Roadrunner is unusual in both his appearance and his abilities: he can launch, track, and destroy targets; When the target does not need to be intercepted, the vehicle can autonomously maneuver back to base for refueling and reuse. As Anduril’s chief strategy officer Chris Brose put it in a recent interview, “We’ve basically built a fighter jet weapon that lands like a Falcon 9.”

The product was developed in response to the rise of fast-moving, autonomous air forces that can be produced in large quantities and at very low cost, a new type of threat, Brose said. Unlike other current solutions and previous rocket systems, the Roadrunner-M can also be reused.

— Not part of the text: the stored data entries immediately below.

#[cfg(test)]
mod tests {
    use super::*;
    use crate::models::{ApiMode, NewHost};
    use crate::pipeline::tests::{demo_registry, fresh_host, pipeline};
    use crate::session::fake::FakeConnector;
    use std::time::Duration;

    fn new_host(id: &str) -> NewHost {
        NewHost {
            id: id.to_string(),
            name: format!("{id}.fleet"),
            address: "10.0.0.9".to_string(),
            port: 22,
            ssh_user: "agent".to_string(),
            credential_ref: format!("{id}-key"),
            api_mode: ApiMode::Managed,
            last_known_token: Some("tok-123".to_string()),
            environment: [("AGENT_GATEWAY_TOKEN".to_string(), "tok-123".to_string())]
                .into_iter()
                .collect(),
        }
    }

    struct Fleet {
        _dir: tempfile::TempDir,
        store: HostStore,
        connector: Arc<FakeConnector>,
    }

    async fn fleet(ids: &[&str]) -> Fleet {
        let dir = tempfile::tempdir().unwrap();
        let store = HostStore::open(&dir.path().join("fleet.db")).unwrap();
        let connector = Arc::new(FakeConnector::new());
        for id in ids {
            store.create(new_host(id)).await.unwrap();
            connector.add(id, fresh_host());
        }
        Fleet { _dir: dir, store, connector }
    }

    fn orchestrator(fleet: &Fleet, batch_size: usize, cancel: CancellationToken) -> Orchestrator {
        let pipeline = Arc::new(pipeline(demo_registry(), fleet.connector.clone()));
        let config = RolloutConfig { batch_size, batch_delay_secs: 0 };
        Orchestrator::new(pipeline, fleet.store.clone(), config, cancel)
    }

    async fn version(store: &HostStore, id: &str) -> i64 {
        store.get(id).await.unwrap().unwrap().manifest_version
    }

    #[tokio::test]
    async fn test_failed_connection_isolated_within_batch() {
        let fleet = fleet(&["h1", "h2", "h3", "h4"]).await;
        fleet.connector.set_unreachable("h2");
        let orchestrator = orchestrator(&fleet, 3, CancellationToken::new());

        let report = orchestrator.rollout().await.unwrap();

        assert_eq!(report.batches.len(), 2);
        assert_eq!(report.batches[0].failed, ["h2"]);
        assert_eq!(report.succeeded(), ["h1", "h3", "h4"]);
        assert_eq!(report.failed().keys().copied().collect::<Vec<_>>(), ["h2"]);
        assert!(!report.halted);
        for id in ["h1", "h3", "h4"] {
            assert_eq!(version(&fleet.store, id).await, 7);
        }
        assert_eq!(version(&fleet.store, "h2").await, 0);

        // the next rollout resumes with exactly the host left behind
        let pending: Vec<_> = fleet.store.below_version(7).await.unwrap().into_iter().map(|h| h.id).collect();
        assert_eq!(pending, ["h2"]);
    }

    #[tokio::test]
    async fn test_hosts_at_target_are_skipped() {
        let fleet = fleet(&["h1", "h2"]).await;
        fleet.store.advance_version("h1", 7).await.unwrap();
        let orchestrator = orchestrator(&fleet, 5, CancellationToken::new());

        let report = orchestrator.rollout().await.unwrap();
        assert_eq!(report.outcomes.keys().collect::<Vec<_>>(), ["h2"]);
    }

    #[tokio::test]
    async fn test_cancel_halts_before_next_batch() {
        let fleet = fleet(&["h1", "h2", "h3"]).await;
        let cancel = CancellationToken::new();
        let mut orchestrator = orchestrator(&fleet, 1, cancel.clone());
        orchestrator.config.batch_delay_secs = 30;

        let canceller = tokio::spawn(async move {
            tokio::time::sleep(Duration::from_millis(50)).await;
            cancel.cancel();
        });
        let report = orchestrator.rollout().await.unwrap();
        canceller.await.unwrap();

        assert!(report.halted);
        assert_eq!(report.batches.len(), 1);
        assert_eq!(version(&fleet.store, "h1").await, 7);
        assert_eq!(version(&fleet.store, "h3").await, 0);
    }

    #[tokio::test]
    async fn test_degraded_host_advanced_and_alerted_once() {
        let fleet = fleet(&["h1"]).await;
        let unhealthy = fresh_host();
        unhealthy.set_healthy(false);
        fleet.connector.add("h1", unhealthy);
        let orchestrator = orchestrator(&fleet, 5, CancellationToken::new());

        let report = orchestrator.rollout().await.unwrap();
        assert_eq!(report.degraded(), ["h1"]);
        assert_eq!(version(&fleet.store, "h1").await, 7);
        // already raised today
        assert!(!fleet.store.mark_once_per_day("h1", DEGRADED_FLAG).await.unwrap());
    }

    #[tokio::test]
    async fn test_canary_safe_on_healthy_host() {
        let fleet = fleet(&["h1", "h2"]).await;
        let orchestrator = orchestrator(&fleet, 5, CancellationToken::new());

        let report = orchestrator.canary("h1").await.unwrap();
        assert!(report.safe, "{:?}", report.spot_checks);
        assert!(report.healthy);
        assert!(report.version_advanced);
        assert_eq!(report.spot_checks.len(), 2);
        assert_eq!(version(&fleet.store, "h1").await, 7);
        assert_eq!(version(&fleet.store, "h2").await, 0);
    }

    #[tokio::test]
    async fn test_canary_unsafe_when_service_unhealthy() {
        let fleet = fleet(&["h1"]).await;
        let unhealthy = fresh_host();
        unhealthy.set_healthy(false);
        fleet.connector.add("h1", unhealthy);
        let orchestrator = orchestrator(&fleet, 5, CancellationToken::new());

        let report = orchestrator.canary("h1").await.unwrap();
        assert!(!report.safe);
        assert!(!report.healthy);
        assert!(report.spot_checks.iter().all(|c| c.passed));
    }

    #[tokio::test]
    async fn test_preview_picks_pending_host_and_mutates_nothing() {
        let fleet = fleet(&["h1", "h2"]).await;
        fleet.store.advance_version("h1", 7).await.unwrap();
        let orchestrator = orchestrator(&fleet, 5, CancellationToken::new());

        let report = orchestrator.preview(None).await.unwrap();
        assert_eq!(report.host_id, "h2");
        assert_eq!(report.current_version, 0);
        assert!(!report.outcome.result.fixed.is_empty());
        assert_eq!(version(&fleet.store, "h2").await, 0);

        assert!(orchestrator.preview(Some("nope")).await.is_err());
    }
}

“In my opinion, this is the first recoverable weapon ever fielded,” Brose said. “That’s a pretty cool thing. The ability to deploy […] Restoring it and reusing it when you’re not actually using it in an operation to kill another drone completely changes the way operators can fight with this capability. Today they only have a limited number of interceptors, and if they decide to launch, they won’t get them back.”

Anduril says there are a handful of other key improvements over older systems: faster launch and launch times, three times greater warhead payload capacity, ten times greater effective range and three times greater G-force maneuverability. Like the rest of Anduril’s family of systems, Roadrunner-M can be controlled by Lattice, Andruil’s AI-powered command and control software, or integrated into existing architectures.

The other big advantage is for the operator: When Roadrunner is confronted with a fast-moving threat, he can immediately launch it, take a picture of it and then receive a signal whether to attack or not. Because the product is reusable and recoverable, operators can trade without fear of losing an expensive asset.

Brose said the company has been working in lockstep with an unnamed U.S. government partner since it began developing the Roadrunner about two years ago.

“[National defense] is often rightly stereotyped as simply being very cumbersome, very slow, very unimaginative and very unexciting,” said Brose. “I think as a company Anduril is the opposite of that and Roadrunner is the embodiment of the kind of excitement that we believe exists in national defense and we really want to try to bring it back.”